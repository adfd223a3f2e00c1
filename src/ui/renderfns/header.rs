use crate::ui::view::Shortcut;
use ratatui::prelude::*;
use ratatui::widgets::Paragraph;
use url::Url;

/// Draw the header bar: app name, site host, cache generation, shortcuts
pub fn draw_header(
  frame: &mut Frame,
  area: Rect,
  site: &Url,
  generation: Option<&str>,
  shortcuts: &[Shortcut],
) {
  let separator = || Span::styled("│", Style::default().fg(Color::DarkGray));

  let generation = match generation {
    Some(generation) => Span::styled(
      format!(" {} ", generation),
      Style::default().fg(Color::Yellow).bold(),
    ),
    None => Span::styled(" no offline cache ", Style::default().fg(Color::Red)),
  };

  let mut spans = vec![
    Span::styled(" myblog ", Style::default().fg(Color::Cyan).bold()),
    separator(),
    Span::styled(
      format!(" {} ", site_label(site)),
      Style::default().fg(Color::White),
    ),
    separator(),
    generation,
    Span::raw(" "),
  ];

  for shortcut in shortcuts {
    spans.push(Span::raw("  "));
    spans.push(Span::styled(
      format!("<{}>", shortcut.key),
      Style::default().fg(Color::Cyan),
    ));
    spans.push(Span::styled(
      format!(" {}", shortcut.label),
      Style::default().fg(Color::DarkGray),
    ));
  }

  let paragraph = Paragraph::new(Line::from(spans)).style(Style::default().bg(Color::Black));
  frame.render_widget(paragraph, area);
}

/// Host and port of the site
fn site_label(site: &Url) -> String {
  let host = site.host_str().unwrap_or("localhost");
  match site.port() {
    Some(port) => format!("{}:{}", host, port),
    None => host.to_string(),
  }
}

#[cfg(test)]
mod tests {
  use super::*;

  #[test]
  fn test_site_label() {
    let url = |s: &str| Url::parse(s).unwrap();
    assert_eq!(site_label(&url("https://blog.example.com/")), "blog.example.com");
    assert_eq!(site_label(&url("http://127.0.0.1:8000/")), "127.0.0.1:8000");
  }
}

════

**YOUR TASK:** Each entry above, in full, should be output exactly as it reads.

**SOLUTION TO THIS EXERCISE:**
repository adfd223a3f2e00c1
filename src/ui/renderfns/header.rs
use crate::ui::view::Shortcut;
use ratatui::prelude::*;
use ratatui::widgets::Paragraph;
use url::Url;

/// Draw the header bar: app name, site host, cache generation, shortcuts
pub fn draw_header(
  frame: &mut Frame,
  area: Rect,
  site: &Url,
  generation: Option<&str>,
  shortcuts: &[Shortcut],
) {
  let separator = || Span::styled("│", Style::default().fg(Color::DarkGray));

  let generation = match generation {
    Some(generation) => Span::styled(
      format!(" {} ", generation),
      Style::default().fg(Color::Yellow).bold(),
    ),
    None => Span::styled(" no offline cache ", Style::default().fg(Color::Red)),
  };

  let mut spans = vec![
    Span::styled(" myblog ", Style::default().fg(Color::Cyan).bold()),
    separator(),
    Span::styled(
      format!(" {} ", site_label(site)),
      Style::default().fg(Color::White),
    ),
    separator(),
    generation,
    Span::raw(" "),
  ];

  for shortcut in shortcuts {
    spans.push(Span::raw("  "));
    spans.push(Span::styled(
      format!("<{}>", shortcut.key),
      Style::default().fg(Color::Cyan),
    ));
    spans.push(Span::styled(
      format!(" {}", shortcut.label),
      Style::default().fg(Color::DarkGray),
    ));
  }

  let paragraph = Paragraph::new(Line::from(spans)).style(Style::default().bg(Color::Black));
  frame.render_widget(paragraph, area);
}

/// Host and port of the site
fn site_label(site: &Url) -> String {
  let host = site.host_str().unwrap_or("localhost");
  match site.port() {
    Some(port) => format!("{}:{}", host, port),
    None => host.to_string(),
  }
}

#[cfg(test)]
mod tests {
  use super::*;

  #[test]
  fn test_site_label() {
    let url = |s: &str| Url::parse(s).unwrap();
    assert_eq!(site_label(&url("https://blog.example.com/")), "blog.example.com");
    assert_eq!(site_label(&url("http://127.0.0.1:8000/")), "127.0.0.1:8000");
  }
}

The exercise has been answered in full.